*PROVIDED ENTRIES*
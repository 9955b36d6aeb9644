//! UI Modules
//!
//! Each page implements the Module trait and handles its own key input and
//! rendering. The app feeds worker events into the page that owns them.
//!
//! Modules:
//! - faucet: token balance, claim cooldown and the claim/fund actions
//! - counter: demo counter value and its increment actions

pub mod counter;
pub mod faucet;

use ratatui::style::{Color, Style};
use ratatui::text::{Line, Span};

use crate::domain::explorer::Explorer;
use crate::domain::lifecycle::TxState;

pub use counter::CounterPage;
pub use faucet::FaucetPage;

/// Inline status of one action: state label, hash link and failure
pub(crate) fn tx_state_lines(label: &str, state: &TxState, explorer: &Explorer) -> Vec<Line<'static>> {
    let color = match state {
        TxState::Idle => Color::DarkGray,
        TxState::Validating | TxState::Submitting | TxState::Pending { .. } => Color::LightYellow,
        TxState::Confirmed { .. } => Color::LightGreen,
        TxState::Failed { .. } => Color::LightRed,
    };
    let mut lines = vec![Line::from(vec![
        Span::styled(format!("{:<14}", label), Style::default().fg(Color::DarkGray)),
        Span::styled(state.label().to_string(), Style::default().fg(color)),
    ])];

    if let Some(hash) = state.hash() {
        lines.push(detail_line(explorer.tx_url(&hash), Color::Cyan));
    }
    match state {
        TxState::Confirmed {
            block_number,
            refresh_error,
            ..
        } => {
            if let Some(block) = block_number {
                lines.push(detail_line(format!("included in block {}", block), Color::DarkGray));
            }
            if let Some(err) = refresh_error {
                lines.push(detail_line(format!("warning: {}", err), Color::LightYellow));
            }
        }
        TxState::Failed { error, .. } => {
            lines.push(detail_line(error.user_message(), Color::LightRed));
        }
        _ => {}
    }
    lines
}

fn detail_line(text: String, color: Color) -> Line<'static> {
    Line::from(vec![
        Span::raw(" ".repeat(14)),
        Span::styled(text, Style::default().fg(color)),
    ])
}
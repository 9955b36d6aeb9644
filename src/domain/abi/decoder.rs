//! Revert decoder trait

use crate::domain::error::RevertKind;

/// Trait for turning revert data into a structured reason
///
/// Implementations match the 4-byte selector against declared custom errors
/// before falling back to `Error(string)` reasons.
pub trait RevertDecoder: Send + Sync {
    /// Decode raw revert data
    ///
    /// # Arguments
    /// * `data` - Revert payload as returned by the node (selector + args)
    ///
    /// # Returns
    /// The best matching `RevertKind`; unknown payloads map to
    /// `RevertKind::Unknown` rather than an error.
    fn decode_revert(&self, data: &[u8]) -> RevertKind;
}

*TASK BRIEF*
How many of the lines in these entries hold "faucet"? Report only the count.

*YOUR RESPONSE*
3